Dua tersangka tersebut kata dia akan langsung dijebloskan ke penjara. "Dua tersangka akan ditahan selama 20 hari di Rutan Salemba Cabang Kejaksaan Agung RI," kata Turin.
Dalam kasus ini Kejagung telah menetapkan lima orang tersangka.
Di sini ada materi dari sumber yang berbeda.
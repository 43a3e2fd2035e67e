//! Build inputs

use rdpkg_common::config::PipelineConfig;
use rdpkg_common::{Error, Result, State};
use serde::{Deserialize, Serialize};
use std::path::PathBuf;

/// A block equivalency file to overlay onto the block layer
#[derive(Debug, Clone, PartialEq, Eq, Serialize, Deserialize)]
pub struct EquivalencyFile {
    pub path: PathBuf,
    /// Column holding block GEOIDs
    pub join_column: String,
    /// Columns to import; every other column when `None`
    pub columns: Option<Vec<String>>,
}

impl EquivalencyFile {
    /// Parse `path:join_column[:col1,col2,...]`
    pub fn parse(spec: &str) -> Result<Self> {
        let mut parts = spec.splitn(3, ':');
        let path = parts.next().filter(|p| !p.is_empty());
        let join = parts.next().filter(|j| !j.is_empty());
        let (Some(path), Some(join)) = (path, join) else {
            return Err(Error::InvalidInput(format!(
                "equivalency '{}' must be path:join_column[:columns]",
                spec
            )));
        };
        let columns = parts.next().map(|list| {
            list.split(',')
                .map(str::trim)
                .filter(|c| !c.is_empty())
                .map(String::from)
                .collect::<Vec<_>>()
        });
        Ok(Self {
            path: PathBuf::from(path),
            join_column: join.to_string(),
            columns: columns.filter(|c| !c.is_empty()),
        })
    }
}

/// Local shapefile used instead of the TIGER download for one layer
#[derive(Debug, Clone, PartialEq, Eq, Serialize, Deserialize)]
pub struct ShapefileOverride {
    /// Geography code, e.g. `vtd`
    pub layer: String,
    pub path: PathBuf,
}

impl ShapefileOverride {
    /// Parse `layer=path`
    pub fn parse(spec: &str) -> Result<Self> {
        match spec.split_once('=') {
            Some((layer, path)) if !layer.is_empty() && !path.is_empty() => Ok(Self {
                layer: layer.trim().to_string(),
                path: PathBuf::from(path.trim()),
            }),
            _ => Err(Error::InvalidInput(format!("shapefile '{}' must be layer=path", spec))),
        }
    }
}

/// Everything one package build needs
#[derive(Debug, Clone)]
pub struct BuildRequest {
    pub state: State,
    /// ACS release year for CVAP; the census year's default when `None`
    pub cvap_year: Option<u16>,
    /// Geography codes to build; every applicable level when `None`. Blocks are always built.
    pub geographies: Option<Vec<String>>,
    pub voter_file: Option<PathBuf>,
    pub equivalency: Vec<EquivalencyFile>,
    pub shapefiles: Vec<ShapefileOverride>,
    pub config: PipelineConfig,
}

impl BuildRequest {
    pub fn new(state: State, config: PipelineConfig) -> Self {
        Self {
            state,
            cvap_year: None,
            geographies: None,
            voter_file: None,
            equivalency: Vec::new(),
            shapefiles: Vec::new(),
            config,
        }
    }

    pub fn cvap_year(&self) -> u16 {
        self.cvap_year.unwrap_or_else(|| self.state.year.default_cvap_year())
    }

    /// Override path for a layer, if one was given
    pub fn shapefile_for(&self, layer: &str) -> Option<&PathBuf> {
        self.shapefiles.iter().find(|s| s.layer == layer).map(|s| &s.path)
    }

    /// Whether `code` is part of this build
    pub fn wants(&self, code: &str) -> bool {
        code == "block"
            || self
                .geographies
                .as_ref()
                .map_or(true, |g| g.iter().any(|c| c == code))
    }
}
Selain Budhi Setyawan dan Muhajirin, Kejagung juga telah menahan Direktur Utama PT Pos Indonesia Budi Setiawan (BS), karyawati PT Datindo Infonet Prima, Sukianti Hartanto (SH), dan Direktur PT Datindo Infonet Prima, Effendy Christina (EC).
Mengenai kapan penahanan akan dilakukan terhadap tersangka lain termasuk Direktur Utama PT Pos Indonesia, Budi Setiawan, Turin mengatakan hal tersebut masih dalam tahap proses penyidikan yang dilakukan penyidik Jampidsus. "Segera kita akan proses untuk tersangka lain," pungkasnya.
Kasus dugaan korupsi ini bermula dari proyek pengadaan alat PDT pada Mei hingga Agustus 2013. Alat ini akan digunakan sebagai salah satu fasilitas pengantar pos dalam kerjanya. Data dari pengantar pos kemudian terkirim ke server pusat.
Untuk proyek pengadaan ini PT Pos menjalin kontrak dengan PT Datindo Infonet. PT Pos membeli PDT dari PT Datindo dengan nilai total Rp10,5 miliar. Dana tersebut berasal dari Kementerian Badan Usaha Milik Negara (BUMN).
Belakangan diketahui, alat yang sudah terlanjur dibeli itu tidak berfungsi sesuai spesifikasi dalam kontrak. Dari 1.725 unit alat yang dibeli PT Pos, hanya 50 unit yang beroperasi namun tetap tidak sesuai spesifikasi.